Dataset entries:

>>>

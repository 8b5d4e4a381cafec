use std::{
    io,
    sync::{
        atomic::{AtomicBool, Ordering},
        Arc,
    },
    time::Duration,
};

use tokio::{
    io::{AsyncRead, AsyncReadExt, AsyncWrite, AsyncWriteExt, ReadHalf, WriteHalf},
    task::JoinHandle,
};
use tracing::{debug, instrument, trace, warn};

use crate::{
    dialer::Dialer,
    event::{Event, EventBus},
    protocol::TargetAddr,
    transport::{ConnectionId, Transport},
    Socks5Error,
};

/// A peer's capability to write to its own connection.
///
/// Every write is reported as [`Event::SentData`].
pub struct PeerLink<T> {
    id: ConnectionId,
    transport: Arc<T>,
    events: Arc<EventBus>,
}

impl<T> Clone for PeerLink<T> {
    fn clone(&self) -> Self {
        Self {
            id: self.id,
            transport: Arc::clone(&self.transport),
            events: Arc::clone(&self.events),
        }
    }
}

impl<T: Transport> PeerLink<T> {
    pub fn new(id: ConnectionId, transport: Arc<T>, events: Arc<EventBus>) -> Self {
        Self {
            id,
            transport,
            events,
        }
    }

    pub fn id(&self) -> ConnectionId {
        self.id
    }

    pub async fn send(&self, data: Vec<u8>) -> crate::Result<()> {
        let bytes = data.len();
        self.transport.send(self.id, data).await?;
        self.events.fire(Event::SentData { id: self.id, bytes })
    }

    pub async fn close(&self) {
        self.transport.close(self.id).await
    }
}

struct Tunnel<S> {
    writer: WriteHalf<S>,
    open: Arc<AtomicBool>,
    // Held until forwarding starts so nothing reaches the peer before the reply
    pending_reader: Option<ReadHalf<S>>,
    forwarder: Option<JoinHandle<()>>,
}

/// One client connection and, once CONNECT succeeded, its destination.
pub struct Peer<T, S> {
    link: PeerLink<T>,
    authenticated: bool,
    tunnel: Option<Tunnel<S>>,
    relay_buffer_size: usize,
}

impl<T, S> Peer<T, S>
where
    T: Transport,
    S: AsyncRead + AsyncWrite + Send + Unpin + 'static,
{
    pub fn new(link: PeerLink<T>, relay_buffer_size: usize) -> Self {
        Self {
            link,
            authenticated: false,
            tunnel: None,
            relay_buffer_size,
        }
    }

    pub fn id(&self) -> ConnectionId {
        self.link.id
    }

    pub fn link(&self) -> &PeerLink<T> {
        &self.link
    }

    pub fn has_authenticated(&self) -> bool {
        self.authenticated
    }

    pub fn mark_authenticated(&mut self) {
        self.authenticated = true;
    }

    /// True while a destination is established and has not closed.
    pub fn is_connected(&self) -> bool {
        self.tunnel
            .as_ref()
            .is_some_and(|tunnel| tunnel.open.load(Ordering::Acquire))
    }

    /// True once a CONNECT succeeded, even if the destination has since closed.
    pub fn has_destination(&self) -> bool {
        self.tunnel.is_some()
    }

    /// Dials `target`, giving up after `timeout`.
    ///
    /// On failure the peer is left without a destination and the error's
    /// kind tells the caller which reply status to send.
    pub async fn connect_destination<D>(
        &mut self,
        dialer: &D,
        target: &TargetAddr,
        timeout: Duration,
    ) -> io::Result<()>
    where
        D: Dialer<Stream = S>,
    {
        let stream = match tokio::time::timeout(timeout, dialer.dial(target)).await {
            Ok(stream) => stream?,
            Err(_) => {
                return Err(io::Error::new(
                    io::ErrorKind::TimedOut,
                    format!("connecting to {} timed out", target),
                ))
            }
        };

        self.close().await;

        let (reader, writer) = tokio::io::split(stream);
        self.tunnel = Some(Tunnel {
            writer,
            open: Arc::new(AtomicBool::new(true)),
            pending_reader: Some(reader),
            forwarder: None,
        });
        Ok(())
    }

    /// Starts copying destination bytes to the peer. Idempotent.
    pub fn start_forwarding(&mut self) {
        let Some(tunnel) = self.tunnel.as_mut() else {
            return;
        };
        let Some(reader) = tunnel.pending_reader.take() else {
            return;
        };

        tunnel.forwarder = Some(tokio::spawn(forward_destination(
            reader,
            self.link.clone(),
            Arc::clone(&tunnel.open),
            self.relay_buffer_size,
        )));
    }

    /// Writes peer bytes to the destination.
    pub async fn relay(&mut self, data: &[u8]) -> crate::Result<()> {
        if !self.is_connected() {
            return Err(Socks5Error::NotConnected(self.id()));
        }
        self.start_forwarding();

        let Some(tunnel) = self.tunnel.as_mut() else {
            return Err(Socks5Error::NotConnected(self.link.id));
        };
        if let Err(err) = tunnel.writer.write_all(data).await {
            tunnel.open.store(false, Ordering::Release);
            return Err(err.into());
        }
        trace!(id = self.link.id, bytes = data.len(), "relayed to destination");
        Ok(())
    }

    /// Tears down the destination, stopping its forwarding task.
    pub async fn close(&mut self) {
        let Some(mut tunnel) = self.tunnel.take() else {
            return;
        };
        tunnel.open.store(false, Ordering::Release);
        if let Some(forwarder) = tunnel.forwarder.take() {
            forwarder.abort();
        }
        if let Err(err) = tunnel.writer.shutdown().await {
            debug!(id = self.link.id, error = %err, "destination shutdown failed");
        }
    }
}

#[instrument(skip_all, fields(id = link.id()))]
async fn forward_destination<T, S>(
    mut reader: ReadHalf<S>,
    link: PeerLink<T>,
    open: Arc<AtomicBool>,
    buffer_size: usize,
) where
    T: Transport,
    S: AsyncRead + Send,
{
    let mut buf = vec![0; buffer_size];
    loop {
        let n = match reader.read(&mut buf).await {
            Ok(0) => {
                debug!("destination closed");
                break;
            }
            Ok(n) => n,
            Err(err) => {
                debug!(error = %err, "destination read failed");
                break;
            }
        };

        match link.send(buf[..n].to_vec()).await {
            Ok(()) => {}
            Err(Socks5Error::Handler(err)) => warn!(error = %err, "sent_data handler failed"),
            Err(err) => {
                debug!(error = %err, "peer unreachable, stopping");
                break;
            }
        }
    }

    open.store(false, Ordering::Release);
    link.close().await;
}

#[cfg(test)]
mod tests {
    use std::{net::Ipv4Addr, sync::Mutex};

    use tokio::io::{duplex, DuplexStream};

    use super::*;
    use crate::protocol::Addr;

    #[derive(Default)]
    struct RecordingTransport {
        sent: Mutex<Vec<(ConnectionId, Vec<u8>)>>,
        closed: Mutex<Vec<ConnectionId>>,
    }

    impl Transport for RecordingTransport {
        async fn send(&self, id: ConnectionId, data: Vec<u8>) -> io::Result<()> {
            self.sent.lock().unwrap().push((id, data));
            Ok(())
        }

        async fn close(&self, id: ConnectionId) {
            self.closed.lock().unwrap().push(id);
        }
    }

    /// Hands out pre-made duplex ends, or refuses when empty.
    #[derive(Default)]
    struct PipeDialer {
        ends: Mutex<Vec<DuplexStream>>,
    }

    impl Dialer for PipeDialer {
        type Stream = DuplexStream;

        async fn dial(&self, _: &TargetAddr) -> io::Result<DuplexStream> {
            self.ends
                .lock()
                .unwrap()
                .pop()
                .ok_or_else(|| io::ErrorKind::ConnectionRefused.into())
        }
    }

    struct PendingDialer;

    impl Dialer for PendingDialer {
        type Stream = DuplexStream;

        async fn dial(&self, _: &TargetAddr) -> io::Result<DuplexStream> {
            std::future::pending().await
        }
    }

    fn peer(transport: &Arc<RecordingTransport>) -> Peer<RecordingTransport, DuplexStream> {
        let link = PeerLink::new(1, Arc::clone(transport), Arc::new(EventBus::new()));
        Peer::new(link, 1024)
    }

    fn target() -> TargetAddr {
        TargetAddr::new(Addr::Ipv4(Ipv4Addr::new(10, 0, 0, 1)), 80)
    }

    #[test]
    fn mark_authenticated_is_idempotent() {
        let transport = Arc::new(RecordingTransport::default());
        let mut peer = peer(&transport);
        assert!(!peer.has_authenticated());

        peer.mark_authenticated();
        peer.mark_authenticated();
        assert!(peer.has_authenticated());
        assert!(!peer.is_connected());
    }

    #[tokio::test]
    async fn relay_requires_destination() {
        let transport = Arc::new(RecordingTransport::default());
        let mut peer = peer(&transport);

        let err = peer.relay(b"hello").await.unwrap_err();
        assert!(matches!(err, Socks5Error::NotConnected(1)));
    }

    #[tokio::test]
    async fn refused_dial_leaves_peer_unconnected() {
        let transport = Arc::new(RecordingTransport::default());
        let mut peer = peer(&transport);

        let err = peer
            .connect_destination(&PipeDialer::default(), &target(), Duration::from_secs(1))
            .await
            .unwrap_err();
        assert_eq!(err.kind(), io::ErrorKind::ConnectionRefused);
        assert!(!peer.is_connected());
        assert!(!peer.has_destination());
    }

    #[tokio::test]
    async fn slow_dial_times_out() {
        let transport = Arc::new(RecordingTransport::default());
        let mut peer = peer(&transport);

        let err = peer
            .connect_destination(&PendingDialer, &target(), Duration::from_millis(20))
            .await
            .unwrap_err();
        assert_eq!(err.kind(), io::ErrorKind::TimedOut);
        assert!(!peer.is_connected());
    }

    #[tokio::test]
    async fn relays_both_directions() {
        let transport = Arc::new(RecordingTransport::default());
        let mut peer = peer(&transport);
        let (proxy_end, mut remote) = duplex(1024);
        let dialer = PipeDialer {
            ends: Mutex::new(vec![proxy_end]),
        };

        peer.connect_destination(&dialer, &target(), Duration::from_secs(1))
            .await
            .unwrap();
        assert!(peer.is_connected());

        peer.relay(b"ping").await.unwrap();
        let mut buf = [0; 4];
        remote.read_exact(&mut buf).await.unwrap();
        assert_eq!(&buf, b"ping");

        remote.write_all(b"pong").await.unwrap();
        drop(remote);

        // forwarder exits once the destination closes
        for _ in 0..100 {
            if !peer.is_connected() {
                break;
            }
            tokio::time::sleep(Duration::from_millis(5)).await;
        }
        assert!(!peer.is_connected());
        assert!(peer.has_destination());

        let sent = transport.sent.lock().unwrap().clone();
        assert_eq!(sent, vec![(1, b"pong".to_vec())]);
        assert_eq!(*transport.closed.lock().unwrap(), vec![1]);
    }

    #[tokio::test]
    async fn nothing_is_forwarded_before_forwarding_starts() {
        let transport = Arc::new(RecordingTransport::default());
        let mut peer = peer(&transport);
        let (proxy_end, mut remote) = duplex(1024);
        let dialer = PipeDialer {
            ends: Mutex::new(vec![proxy_end]),
        };

        peer.connect_destination(&dialer, &target(), Duration::from_secs(1))
            .await
            .unwrap();
        remote.write_all(b"banner").await.unwrap();
        tokio::time::sleep(Duration::from_millis(20)).await;
        assert!(transport.sent.lock().unwrap().is_empty());

        peer.start_forwarding();
        peer.start_forwarding();
        for _ in 0..100 {
            if !transport.sent.lock().unwrap().is_empty() {
                break;
            }
            tokio::time::sleep(Duration::from_millis(5)).await;
        }
        assert_eq!(
            *transport.sent.lock().unwrap(),
            vec![(1, b"banner".to_vec())]
        );
    }

    #[tokio::test]
    async fn close_releases_destination() {
        let transport = Arc::new(RecordingTransport::default());
        let mut peer = peer(&transport);
        let (proxy_end, mut remote) = duplex(1024);
        let dialer = PipeDialer {
            ends: Mutex::new(vec![proxy_end]),
        };

        peer.connect_destination(&dialer, &target(), Duration::from_secs(1))
            .await
            .unwrap();
        peer.start_forwarding();
        peer.close().await;

        assert!(!peer.is_connected());
        assert!(!peer.has_destination());

        // both halves are gone, so the remote end reads EOF
        let mut buf = Vec::new();
        let n = tokio::time::timeout(Duration::from_secs(1), remote.read_to_end(&mut buf))
            .await
            .unwrap()
            .unwrap();
        assert_eq!(n, 0);
    }
}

<<<

Some lines of the data may hold the word "forwarder". Say how many do, with nothing else.

→ Response to this task: 6